__GIVEN RECORDS__:
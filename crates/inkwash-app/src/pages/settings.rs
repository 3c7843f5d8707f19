// SPDX-License-Identifier: PMPL-1.0-or-later
// Copyright (c) 2026 Jonathan D.A. Jewell (hyperpolymath) <jonathan.jewell@open.ac.uk>
//
// Settings page: persistent app configuration.

use dioxus::prelude::*;

use inkwash_core::{ExportFormat, ProcessMode};

use crate::services::app_services::AppServices;
use crate::state::AppState;

const MIB: u64 = 1024 * 1024;

#[component]
pub fn Settings() -> Element {
    let mut state = use_context::<Signal<AppState>>();
    let svc = use_context::<AppServices>();
    let mut save_msg = use_signal(|| Option::<String>::None);

    let config = state.read().config.clone();
    let quality_percent = (config.jpeg_quality * 100.0).round() as u32;
    let max_mb = config.max_input_bytes / MIB;
    let version = env!("CARGO_PKG_VERSION");

    rsx! {
        div {
            h1 { "Settings" }

            section { style: "margin: 16px 0;",
                h3 { "New images" }
                div { style: "display: flex; justify-content: space-between; align-items: center; padding: 12px 0; border-bottom: 1px solid #f0f0f0;",
                    span { "Start in" }
                    select {
                        style: "padding: 4px 8px; border: 1px solid #ccc; border-radius: 4px;",
                        value: config.default_mode.slug(),
                        onchange: move |evt| {
                            if let Some(mode) = ProcessMode::from_slug(&evt.value()) {
                                state.write().config.default_mode = mode;
                            }
                        },
                        for mode in ProcessMode::ALL {
                            option { value: mode.slug(), "{mode.label()}" }
                        }
                    }
                }
                div { style: "display: flex; justify-content: space-between; align-items: center; padding: 12px 0; border-bottom: 1px solid #f0f0f0;",
                    span { "Coloring page line detail" }
                    input {
                        r#type: "number",
                        min: "0",
                        max: "255",
                        style: "width: 80px; padding: 4px 8px; border: 1px solid #ccc; border-radius: 4px; text-align: right;",
                        value: "{config.default_threshold}",
                        onchange: move |evt| {
                            if let Ok(threshold) = evt.value().parse::<u8>() {
                                state.write().config.default_threshold = threshold;
                            }
                        },
                    }
                }
            }

            section { style: "margin: 16px 0;",
                h3 { "Downloads" }
                div { style: "display: flex; justify-content: space-between; align-items: center; padding: 12px 0; border-bottom: 1px solid #f0f0f0;",
                    span { "Default format" }
                    select {
                        style: "padding: 4px 8px; border: 1px solid #ccc; border-radius: 4px;",
                        value: config.default_export_format.extension(),
                        onchange: move |evt| {
                            let format = match evt.value().as_str() {
                                "png" => ExportFormat::Png,
                                _ => ExportFormat::Jpeg,
                            };
                            state.write().config.default_export_format = format;
                        },
                        option { value: "png", "PNG" }
                        option { value: "jpg", "JPEG" }
                    }
                }
                div { style: "display: flex; justify-content: space-between; align-items: center; padding: 12px 0; border-bottom: 1px solid #f0f0f0;",
                    span { "JPEG quality ({quality_percent}%)" }
                    input {
                        r#type: "range",
                        min: "1",
                        max: "100",
                        value: "{quality_percent}",
                        onchange: move |evt| {
                            if let Ok(percent) = evt.value().parse::<u32>() {
                                state.write().config.jpeg_quality = percent.clamp(1, 100) as f32 / 100.0;
                            }
                        },
                    }
                }
            }

            section { style: "margin: 16px 0;",
                h3 { "Opening files" }
                div { style: "display: flex; justify-content: space-between; align-items: center; padding: 12px 0; border-bottom: 1px solid #f0f0f0;",
                    span { "Largest file (MB)" }
                    input {
                        r#type: "number",
                        min: "1",
                        style: "width: 80px; padding: 4px 8px; border: 1px solid #ccc; border-radius: 4px; text-align: right;",
                        value: "{max_mb}",
                        onchange: move |evt| {
                            if let Ok(mb) = evt.value().parse::<u64>()
                                && mb > 0
                            {
                                state.write().config.max_input_bytes = mb * MIB;
                            }
                        },
                    }
                }
                div { style: "display: flex; justify-content: space-between; align-items: center; padding: 12px 0; border-bottom: 1px solid #f0f0f0;",
                    span { "HEIC conversion timeout (s)" }
                    input {
                        r#type: "number",
                        min: "1",
                        style: "width: 80px; padding: 4px 8px; border: 1px solid #ccc; border-radius: 4px; text-align: right;",
                        value: "{config.heic_timeout_secs}",
                        onchange: move |evt| {
                            if let Ok(secs) = evt.value().parse::<u64>()
                                && secs > 0
                            {
                                state.write().config.heic_timeout_secs = secs;
                            }
                        },
                    }
                }
                div { style: "display: flex; justify-content: space-between; align-items: center; padding: 12px 0; border-bottom: 1px solid #f0f0f0;",
                    span { "HEIC converter" }
                    input {
                        r#type: "text",
                        style: "width: 160px; padding: 4px 8px; border: 1px solid #ccc; border-radius: 4px;",
                        value: "{config.heif_convert_command}",
                        onchange: move |evt| {
                            state.write().config.heif_convert_command = evt.value();
                        },
                    }
                }
            }

            // Save button
            button {
                style: "width: 100%; padding: 12px; border-radius: 8px; border: none; background: #007aff; color: white; font-size: 16px; margin-top: 8px;",
                onclick: {
                    let svc = svc.clone();
                    move |_| {
                        let config = state.read().config.clone();
                        match svc.save_config(&config) {
                            Ok(()) => {
                                tracing::info!("settings saved");
                                state.write().config = svc.config();
                                save_msg.set(Some("Settings saved. They apply the next time Inkwash starts.".into()));
                            }
                            Err(e) => {
                                tracing::error!(error = %e, "failed to save settings");
                                save_msg.set(Some(format!("Save failed: {e}")));
                            }
                        }
                    }
                },
                "Save Settings"
            }
            if let Some(ref msg) = *save_msg.read() {
                p { style: "color: #34c759; font-size: 14px; text-align: center; margin-top: 8px;",
                    "{msg}"
                }
            }

            section { style: "margin: 24px 0;",
                h3 { "About" }
                p { style: "color: #666; font-size: 14px;",
                    "Inkwash v{version}"
                    br {}
                    "Grayscale, coloring pages and negatives, made on your device."
                    br {}
                    "PMPL-1.0-or-later"
                }
            }
        }
    }
}
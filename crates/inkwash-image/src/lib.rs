// SPDX-License-Identifier: PMPL-1.0-or-later
// Copyright (c) 2026 Jonathan D.A. Jewell (hyperpolymath) <jonathan.jewell@open.ac.uk>
//
// inkwash-image: Pixel processing for Inkwash.
//
// Provides the RGBA raster type, container sniffing and decoding (JPEG, PNG,
// WebP), the three filter kernels (grayscale, Sobel line art, invert), and
// PNG/JPEG export with white flattening for lossy output.

pub mod decode;
pub mod export;
pub mod filter;
pub mod raster;

// Re-export the primary items so callers can use `inkwash_image::Raster` etc.
pub use decode::{SourceContainer, decode};
pub use export::{data_uri, encode, export_file_name};
pub use filter::apply_filter;
pub use raster::Raster;
// SPDX-License-Identifier: PMPL-1.0-or-later
// Copyright (c) 2026 Jonathan D.A. Jewell (hyperpolymath) <jonathan.jewell@open.ac.uk>
//
// Core domain types for the Inkwash image processor.

use serde::{Deserialize, Serialize};
use uuid::Uuid;

/// Unique identifier for an editing session.
#[derive(Debug, Clone, Copy, PartialEq, Eq, Hash, Serialize, Deserialize)]
pub struct SessionId(pub Uuid);

impl SessionId {
    pub fn new() -> Self {
        Self(Uuid::new_v4())
    }
}

impl Default for SessionId {
    fn default() -> Self {
        Self::new()
    }
}

impl std::fmt::Display for SessionId {
    fn fmt(&self, f: &mut std::fmt::Formatter<'_>) -> std::fmt::Result {
        write!(f, "{}", self.0)
    }
}

/// The three visual variants Inkwash can produce.
#[derive(Debug, Clone, Copy, PartialEq, Eq, Hash, Serialize, Deserialize)]
pub enum ProcessMode {
    /// BT.601 luma grayscale.
    Grayscale,
    /// Sobel edge detection, binarised to black lines on white.
    LineArt,
    /// Colour negative.
    Invert,
}

impl ProcessMode {
    pub const ALL: [ProcessMode; 3] = [Self::Grayscale, Self::LineArt, Self::Invert];

    /// Short name used in exported file names and logs.
    pub fn slug(&self) -> &'static str {
        match self {
            Self::Grayscale => "grayscale",
            Self::LineArt => "coloring",
            Self::Invert => "invert",
        }
    }

    pub fn from_slug(slug: &str) -> Option<Self> {
        match slug.to_ascii_lowercase().as_str() {
            "grayscale" | "greyscale" => Some(Self::Grayscale),
            "coloring" | "line-art" | "lineart" => Some(Self::LineArt),
            "invert" => Some(Self::Invert),
            _ => None,
        }
    }

    /// Label shown in the editor.
    pub fn label(&self) -> &'static str {
        match self {
            Self::Grayscale => "Black & white",
            Self::LineArt => "Coloring page",
            Self::Invert => "Invert colors",
        }
    }
}

impl std::fmt::Display for ProcessMode {
    fn fmt(&self, f: &mut std::fmt::Formatter<'_>) -> std::fmt::Result {
        f.write_str(self.slug())
    }
}

/// Edge sensitivity used when no threshold is configured.
pub const DEFAULT_THRESHOLD: u8 = 128;

/// A single filter invocation.
///
/// `threshold` only affects [`ProcessMode::LineArt`]; `keep_transparency`
/// only affects [`ProcessMode::Grayscale`].
#[derive(Debug, Clone, Copy, PartialEq, Eq, Serialize, Deserialize)]
pub struct ProcessingRequest {
    pub mode: ProcessMode,
    pub threshold: u8,
    pub keep_transparency: bool,
}

impl ProcessingRequest {
    pub fn new(mode: ProcessMode) -> Self {
        Self {
            mode,
            threshold: DEFAULT_THRESHOLD,
            keep_transparency: true,
        }
    }

    pub fn grayscale(keep_transparency: bool) -> Self {
        Self {
            keep_transparency,
            ..Self::new(ProcessMode::Grayscale)
        }
    }

    pub fn line_art(threshold: u8) -> Self {
        Self {
            threshold,
            ..Self::new(ProcessMode::LineArt)
        }
    }

    pub fn invert() -> Self {
        Self::new(ProcessMode::Invert)
    }
}

/// Output containers offered for download.
#[derive(Debug, Clone, Copy, PartialEq, Eq, Serialize, Deserialize)]
pub enum ExportFormat {
    /// Lossless, alpha-capable.
    Png,
    /// Lossy, no alpha channel.
    Jpeg,
}

impl ExportFormat {
    pub fn extension(&self) -> &'static str {
        match self {
            Self::Png => "png",
            Self::Jpeg => "jpg",
        }
    }

    pub fn mime_type(&self) -> &'static str {
        match self {
            Self::Png => "image/png",
            Self::Jpeg => "image/jpeg",
        }
    }

    /// Whether the container can carry an alpha channel.
    pub fn supports_alpha(&self) -> bool {
        matches!(self, Self::Png)
    }
}

/// Default lossy quality when none is configured.
pub const DEFAULT_JPEG_QUALITY: f32 = 0.95;

/// How a processed image should be serialised for download.
#[derive(Debug, Clone, PartialEq, Serialize, Deserialize)]
pub struct ExportSpec {
    pub format: ExportFormat,
    /// Lossy quality factor in `0.0..=1.0`. Ignored for PNG.
    pub quality: f32,
    /// Source file name without its extension.
    pub base_name: String,
}

impl ExportSpec {
    pub fn png(base_name: impl Into<String>) -> Self {
        Self {
            format: ExportFormat::Png,
            quality: 1.0,
            base_name: base_name.into(),
        }
    }

    pub fn jpeg(base_name: impl Into<String>, quality: f32) -> Self {
        Self {
            format: ExportFormat::Jpeg,
            quality: quality.clamp(0.0, 1.0),
            base_name: base_name.into(),
        }
    }
}

/// Metadata the host knows about an incoming file, used for container sniffing.
#[derive(Debug, Clone, Default, PartialEq, Eq)]
pub struct SourceHint {
    pub mime_type: Option<String>,
    pub file_name: Option<String>,
}

impl SourceHint {
    pub fn from_file_name(name: impl Into<String>) -> Self {
        Self {
            mime_type: None,
            file_name: Some(name.into()),
        }
    }

    /// Lower-cased extension of the file name, if any.
    pub fn extension(&self) -> Option<String> {
        let name = self.file_name.as_deref()?;
        let (stem, ext) = name.rsplit_once('.')?;
        if stem.is_empty() || ext.is_empty() {
            return None;
        }
        Some(ext.to_ascii_lowercase())
    }

    /// File name with its final extension removed; `image` when unknown.
    pub fn base_name(&self) -> String {
        let name = match self.file_name.as_deref() {
            Some(name) => name.rsplit(['/', '\\']).next().unwrap_or(name),
            None => return "image".into(),
        };
        let stem = match name.rsplit_once('.') {
            Some((stem, _)) if !stem.is_empty() => stem,
            _ => name,
        };
        if stem.is_empty() {
            "image".into()
        } else {
            stem.to_string()
        }
    }
}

__WORK REQUIRED__: Which lines in the data hold the string "three"? Copy each of them.

__RESPONSE TO THE TASK__:
// WebP), the three filter kernels (grayscale, Sobel line art, invert), and
/// The three visual variants Inkwash can produce.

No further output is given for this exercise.